## What needs to be done
Work through the entries below and report how many lines include "EnvConfig". The number alone is the answer.
BEGIN Extracted data
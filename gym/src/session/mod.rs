//! Training-session management
//!
//! Runs trainer processes and evaluation episodes as supervised background
//! tasks with a timeout and on-request termination.

pub mod job;
pub mod manager;

pub use job::*;
pub use manager::*;
//! Trading environment state machine

use crate::config::EnvConfig;
use crate::data::{FeatureStore, MarketFeatures};
use crate::env::observation::build_observation;
use crate::env::reward::{shaping_term, step_reward};
use crate::env::{
    Action, ActionSpace, EnvStatus, EpisodeCursor, Observation, ObservationSpace,
};
use crate::error::GymError;
use crate::log::{EpisodeLog, TradeRecord};
use crate::portfolio::{Ledger, Position};
use crate::Result;
use serde::{Deserialize, Serialize};
use std::sync::Arc;
use tracing::{debug, info, warn};

/// Extra data returned with every step
#[derive(Debug, Clone, Default, PartialEq, Serialize, Deserialize)]
pub struct StepInfo {
    /// Symbols without a row at the new step, zero-filled in the observation
    pub zero_filled: Vec<String>,
}

/// Result of taking a step in the environment
#[derive(Debug, Clone, PartialEq)]
pub struct StepResult {
    /// Observation at the new step
    pub observation: Observation,
    pub reward: f64,
    /// True once the last row has been reached
    pub done: bool,
    pub info: StepInfo,
}

/// Lockstep multi-symbol trading environment
///
/// Owns its ledger and cursor; the feature store is shared read-only. Given
/// the same store, config and action sequence, every episode reproduces the
/// same observations and rewards.
pub struct TradingEnv {
    store: Arc<FeatureStore>,
    config: EnvConfig,
    ledger: Ledger,
    cursor: EpisodeCursor,
    status: EnvStatus,
    observation_space: ObservationSpace,
    action_space: ActionSpace,
    log: EpisodeLog,
    total_value: f64,
    /// Most recent close seen per symbol this episode, used to mark gaps
    last_close: Vec<Option<f64>>,
    episodes: u64,
}

impl TradingEnv {
    /// Create an environment over a shared feature store
    pub fn new(store: Arc<FeatureStore>, config: EnvConfig) -> Result<Self> {
        config.validate()?;
        if store.episode_len() < 2 {
            return Err(GymError::config(format!(
                "episode needs at least 2 steps, store has {}",
                store.episode_len()
            )));
        }

        let symbols = store.num_symbols();
        let ledger = Ledger::new(store.symbols(), config.initial_balance)?;
        let observation_space = ObservationSpace::new(config.layout, symbols);
        let action_space = ActionSpace::new(symbols);

        info!(
            "Trading environment created: {} symbols, {} steps, observation {:?}",
            symbols,
            store.episode_len(),
            observation_space.shape
        );

        Ok(Self {
            cursor: EpisodeCursor::new(store.episode_len()),
            total_value: config.initial_balance,
            store,
            config,
            ledger,
            status: EnvStatus::Uninitialized,
            observation_space,
            action_space,
            log: EpisodeLog::new(),
            last_close: vec![None; symbols],
            episodes: 0,
        })
    }

    pub fn observation_space(&self) -> &ObservationSpace {
        &self.observation_space
    }

    pub fn action_space(&self) -> ActionSpace {
        self.action_space
    }

    /// Start a new episode and return its first observation
    pub fn reset(&mut self) -> Result<Observation> {
        self.ledger.reset();
        self.cursor.reset();
        self.log.clear();
        self.total_value = self.config.initial_balance;
        self.last_close.iter_mut().for_each(|c| *c = None);
        self.episodes += 1;

        let (observation, _) = self.observe()?;
        self.status = EnvStatus::Ready;
        debug!("Episode {} reset", self.episodes);
        Ok(observation)
    }

    /// Apply one action per symbol, in store order, and advance one step
    pub fn step(&mut self, actions: &[Action]) -> Result<StepResult> {
        if !self.status.accepts_step() {
            return Err(match self.status {
                EnvStatus::Done => GymError::invalid_state("episode ended, call reset"),
                _ => GymError::invalid_state("environment not reset, call reset"),
            });
        }
        if actions.len() != self.action_space.symbols {
            return Err(GymError::config(format!(
                "expected {} actions, got {}",
                self.action_space.symbols,
                actions.len()
            )));
        }

        let step = self.cursor.step();
        let mut prices: Vec<Option<f64>> = Vec::with_capacity(actions.len());
        let mut fills = Vec::with_capacity(actions.len());
        let mut shaping = 0.0;

        for (i, &action) in actions.iter().enumerate() {
            match self.store.row(i, step) {
                Ok(row) => {
                    let fill = self.ledger.apply(action, i, row.close);
                    shaping += shaping_term(&self.config.reward, row, action);
                    self.last_close[i] = Some(row.close);
                    fills.push((i, fill));
                }
                Err(e) if e.is_recoverable() => {
                    // held shares stay marked at the last observed close
                    warn!("{}, skipping {}", e, action);
                }
                Err(e) => return Err(e),
            }
            prices.push(self.last_close[i]);
        }

        self.total_value = self.ledger.mark_to_market(&prices);
        let reward = step_reward(self.total_value, self.config.initial_balance, shaping);

        for (i, fill) in fills {
            self.log.push(TradeRecord {
                step,
                symbol: self.store.symbols()[i].clone(),
                action: fill.action,
                price: fill.price,
                shares: fill.shares,
                portfolio_value: self.total_value,
            });
        }

        self.cursor.advance();
        let done = self.cursor.is_terminal();
        let (observation, zero_filled) = self.observe()?;

        if done {
            self.status = EnvStatus::Done;
            self.log.mark_complete();
            info!(
                "Episode {} done after {} steps, total value {:.2}",
                self.episodes,
                self.cursor.step(),
                self.total_value
            );
        } else {
            self.status = EnvStatus::Running;
        }

        debug!(
            "Step {}: reward {:.4}, total value {:.2}, cash {:.2}",
            step,
            reward,
            self.total_value,
            self.ledger.cash()
        );

        Ok(StepResult {
            observation,
            reward,
            done,
            info: StepInfo { zero_filled },
        })
    }

    /// Step with integer actions (0=Hold, 1=Buy, 2=Sell)
    pub fn step_indices(&mut self, actions: &[u8]) -> Result<StepResult> {
        let actions = actions
            .iter()
            .map(|&a| Action::try_from(a))
            .collect::<Result<Vec<_>>>()?;
        self.step(&actions)
    }

    /// Human-readable summary of the current state
    pub fn render(&self) -> String {
        let positions = self
            .ledger
            .positions()
            .iter()
            .map(|p| format!("{}={}", p.symbol, p.shares))
            .collect::<Vec<_>>()
            .join(", ");
        format!(
            "Step: {}, Balance: {:.2}, Positions: {{{}}}, Total Value: {:.2}",
            self.cursor.step(),
            self.ledger.cash(),
            positions,
            self.total_value
        )
    }

    fn observe(&self) -> Result<(Observation, Vec<String>)> {
        let (observation, zero_filled) = build_observation(
            self.config.layout,
            &self.store,
            &self.ledger,
            self.cursor.step(),
        );
        if observation.len() != self.observation_space.width() {
            return Err(GymError::config(format!(
                "observation has {} values, declared shape is {:?}",
                observation.len(),
                self.observation_space.shape
            )));
        }
        for symbol in &zero_filled {
            warn!(
                "{} has no row at step {}, observation slot zero-filled",
                symbol,
                self.cursor.step()
            );
        }
        Ok((observation, zero_filled))
    }

    /// Feature row of a symbol at the current step
    pub fn current_features(&self, symbol: usize) -> Option<&MarketFeatures> {
        self.store.get(symbol, self.cursor.step())
    }

    pub fn status(&self) -> EnvStatus {
        self.status
    }

    pub fn is_done(&self) -> bool {
        self.status == EnvStatus::Done
    }

    pub fn current_step(&self) -> usize {
        self.cursor.step()
    }

    pub fn episode_len(&self) -> usize {
        self.cursor.len()
    }

    /// Episodes started since construction
    pub fn episodes(&self) -> u64 {
        self.episodes
    }

    pub fn cash(&self) -> f64 {
        self.ledger.cash()
    }

    pub fn positions(&self) -> &[Position] {
        self.ledger.positions()
    }

    /// Portfolio value as of the last step (initial balance before any step)
    pub fn total_value(&self) -> f64 {
        self.total_value
    }

    pub fn episode_log(&self) -> &EpisodeLog {
        &self.log
    }

    pub fn symbols(&self) -> &[String] {
        self.store.symbols()
    }

    pub fn store(&self) -> &Arc<FeatureStore> {
        &self.store
    }

    pub fn config(&self) -> &EnvConfig {
        &self.config
    }
}
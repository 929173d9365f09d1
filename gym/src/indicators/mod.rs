//! Technical indicators module
//!
//! Provides technical analysis indicators using the `ta` crate.

pub mod ema;
pub mod macd;
pub mod patterns;
pub mod pipeline;
pub mod rsi;
pub mod vwap;

pub use ema::*;
pub use macd::*;
pub use patterns::*;
pub use pipeline::*;
pub use rsi::*;
pub use vwap::*;

/// Streaming indicator over close prices
pub trait Indicator {
    /// Get the name of the indicator
    fn name(&self) -> &str;

    /// Update indicator with new value
    fn update(&mut self, value: f64);

    /// Get current indicator value
    fn value(&self) -> Option<f64>;

    /// Check if indicator is ready (has enough data)
    fn is_ready(&self) -> bool;
}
END Extracted data
## Reply to the exercise
4